One HydraGit window, many repositories. When a workspace contains more than one git repo (multi-root folders or a nested repo), the sidebar shows each as its own collapsible group — VS Code's native Source Control layout — while the main panel (log graph, branch tree, diff) follows whichever repo you focus.

Repo discovery RepoService

Where repos come from

  • Built-in Git APIDiscovery leans on VS Code's vscode.git extension (getAPI(1).repositories), kept live via onDidOpenRepository / onDidCloseRepository — it finds multi-root and nested repos.
  • Fallback scanIf the built-in Git extension is unavailable, HydraGit scans each workspace folder for a .git.

What happens next

  1. The active (focused) repo is persisted per-workspace in workspaceState and restored on reload.
  2. The repo list + active root are pushed to both webviews as the repoState message; a freshly-mounted view pulls it once via repo.list.
  3. Single-repo workspaces are unaffected — the grouping UI and status-bar switcher stay hidden.

Grouped sidebar RepoGroup

Each repo renders as its own section: a header (name · branch · change count), its conflict banner, its changed-files tree, and its own commit area. Staging and committing in a group are scoped entirely to that repo.

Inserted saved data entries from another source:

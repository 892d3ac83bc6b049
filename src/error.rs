//! Error taxonomy for priorizar
//!
//! Resolution and derivation problems are handled in place with neutral
//! substitutes (dropped case, empty set, sentinel distance) and never surface
//! here. This enum covers the fatal cases that abort a whole experiment unit.

use std::path::PathBuf;
use thiserror::Error;

#[derive(Debug, Error)]
pub enum Error {
    /// The external path-mapping table is required but absent.
    #[error("path mapping table not found at {0}")]
    MissingMapping(PathBuf),

    /// LSH banding does not match the signature permutation count.
    #[error("invalid LSH configuration: {bands} bands x {rows} rows != {num_perm} permutations")]
    LshConfig {
        bands: usize,
        rows: usize,
        num_perm: usize,
    },

    /// The line-oriented history log could not be parsed at all.
    #[error("malformed history log {path}: {reason}")]
    HistoryLog { path: PathBuf, reason: String },

    #[error(transparent)]
    Io(#[from] std::io::Error),

    #[error(transparent)]
    Json(#[from] serde_json::Error),
}

pub type Result<T> = std::result::Result<T, Error>;
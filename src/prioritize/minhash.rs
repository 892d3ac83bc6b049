//! MinHash signatures and banded locality-sensitive hashing
//!
//! Signatures approximate Jaccard similarity between token sets; the banded
//! index recalls likely-similar tests in sub-quadratic time. Permutation
//! parameters come from a fixed-seed generator, so signatures are comparable
//! across runs and cache sessions.

use std::collections::HashSet;
use std::hash::Hasher;

use fnv::{FnvHashMap, FnvHasher};
use rand::rngs::StdRng;
use rand::{Rng, SeedableRng};

use crate::error::{Error, Result};

const MERSENNE_PRIME: u64 = (1 << 61) - 1;
const PERMUTATION_SEED: u64 = 1;

fn token_hash(token: &str) -> u64 {
    let mut hasher = FnvHasher::default();
    hasher.write(token.as_bytes());
    hasher.finish() % MERSENNE_PRIME
}

fn permute(hash: u64, a: u64, b: u64) -> u64 {
    ((a as u128 * hash as u128 + b as u128) % MERSENNE_PRIME as u128) as u64
}

/// Family of `num_perm` universal-hash permutations.
#[derive(Debug, Clone)]
pub struct MinHasher {
    a: Vec<u64>,
    b: Vec<u64>,
}

impl MinHasher {
    pub fn new(num_perm: usize) -> Self {
        let mut rng = StdRng::seed_from_u64(PERMUTATION_SEED);
        let a = (0..num_perm)
            .map(|_| rng.gen_range(1..MERSENNE_PRIME))
            .collect();
        let b = (0..num_perm)
            .map(|_| rng.gen_range(0..MERSENNE_PRIME))
            .collect();
        MinHasher { a, b }
    }

    pub fn num_perm(&self) -> usize {
        self.a.len()
    }

    pub fn signature(&self, tokens: &[String]) -> MinHash {
        let hashes: Vec<u64> = tokens.iter().map(|t| token_hash(t)).collect();
        let values = self
            .a
            .iter()
            .zip(&self.b)
            .map(|(&a, &b)| {
                hashes
                    .iter()
                    .map(|&h| permute(h, a, b))
                    .min()
                    .unwrap_or(MERSENNE_PRIME)
            })
            .collect();
        MinHash { values }
    }

    /// Signature for a test whose token derivation came back empty.
    pub fn empty_signature(&self) -> MinHash {
        self.signature(&[String::new()])
    }
}

/// A MinHash signature vector.
#[derive(Debug, Clone, PartialEq, Eq)]
pub struct MinHash {
    values: Vec<u64>,
}

impl MinHash {
    pub fn is_empty(&self) -> bool {
        self.values.is_empty()
    }

    /// Estimated Jaccard similarity: the fraction of agreeing slots.
    pub fn jaccard(&self, other: &MinHash) -> f64 {
        if self.values.is_empty() || self.values.len() != other.values.len() {
            return 0.0;
        }
        let equal = self
            .values
            .iter()
            .zip(&other.values)
            .filter(|(a, b)| a == b)
            .count();
        equal as f64 / self.values.len() as f64
    }

    /// Merge another signature in, keeping the slot-wise minimum. The result
    /// is the signature of the union of the underlying token sets.
    pub fn union(&mut self, other: &MinHash) {
        if self.values.is_empty() {
            self.values = other.values.clone();
            return;
        }
        for (slot, v) in self.values.iter_mut().zip(&other.values) {
            *slot = (*slot).min(*v);
        }
    }

    pub fn empty() -> Self {
        MinHash { values: Vec::new() }
    }

    fn band(&self, band: usize, rows: usize) -> u64 {
        let mut hasher = FnvHasher::default();
        for v in &self.values[band * rows..(band + 1) * rows] {
            hasher.write_u64(*v);
        }
        hasher.finish()
    }
}

/// Banded LSH index over MinHash signatures, keyed by test identity.
#[derive(Debug)]
pub struct LshIndex {
    bands: usize,
    rows: usize,
    buckets: Vec<FnvHashMap<u64, HashSet<String>>>,
}

impl LshIndex {
    /// The banding must tile the signature exactly.
    pub fn new(bands: usize, rows: usize, num_perm: usize) -> Result<Self> {
        if bands * rows != num_perm {
            return Err(Error::LshConfig {
                bands,
                rows,
                num_perm,
            });
        }
        Ok(LshIndex {
            bands,
            rows,
            buckets: vec![FnvHashMap::default(); bands],
        })
    }

    pub fn insert(&mut self, key: &str, signature: &MinHash) {
        for (band, bucket) in self.buckets.iter_mut().enumerate() {
            bucket
                .entry(signature.band(band, self.rows))
                .or_default()
                .insert(key.to_string());
        }
    }

    pub fn remove(&mut self, key: &str, signature: &MinHash) {
        for (band, bucket) in self.buckets.iter_mut().enumerate() {
            if let Some(members) = bucket.get_mut(&signature.band(band, self.rows)) {
                members.remove(key);
            }
        }
    }

    /// Keys sharing at least one band with `signature`.
    pub fn query(&self, signature: &MinHash) -> HashSet<String> {
        if signature.is_empty() {
            return HashSet::new();
        }
        let mut near = HashSet::new();
        for (band, bucket) in self.buckets.iter().enumerate() {
            if let Some(members) = bucket.get(&signature.band(band, self.rows)) {
                near.extend(members.iter().cloned());
            }
        }
        near
    }

    pub fn bands(&self) -> usize {
        self.bands
    }
}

  • Click the header line to expand / collapse the group (and focus the repo).
  • Each group polls its own status every 3 seconds and re-renders only when something actually changed.
  • With a single repo the header is hidden and the view stays flat — identical to the classic sidebar.

Focus & the main panel

Clicking a group focuses its repo. Focus is the active repo, so the main panel — log graph, branch tree, diff — repaints to show the focused repo's history. One graph at a time, driven by which group you touch.

Per-repo command scoping

Every IPC request carries an optional repo root. The grouped sidebar stamps each group's root so it can read and commit a specific repo without changing focus; when omitted the request falls back to the focused repo, then to the Go process's spawn default.

  1. Webview send(cmd, params, repo?) → host goProcess.send(cmd, params, repo?) → Go's Request.Repo.
  2. The Go handler runs git against req.Repo when set, else the spawn-time HYDRAGIT_REPO. One process serves every repo.
  3. Host path-helpers (diff/open) also accept the repo root, so a diff opened from a non-focused group resolves against the right files.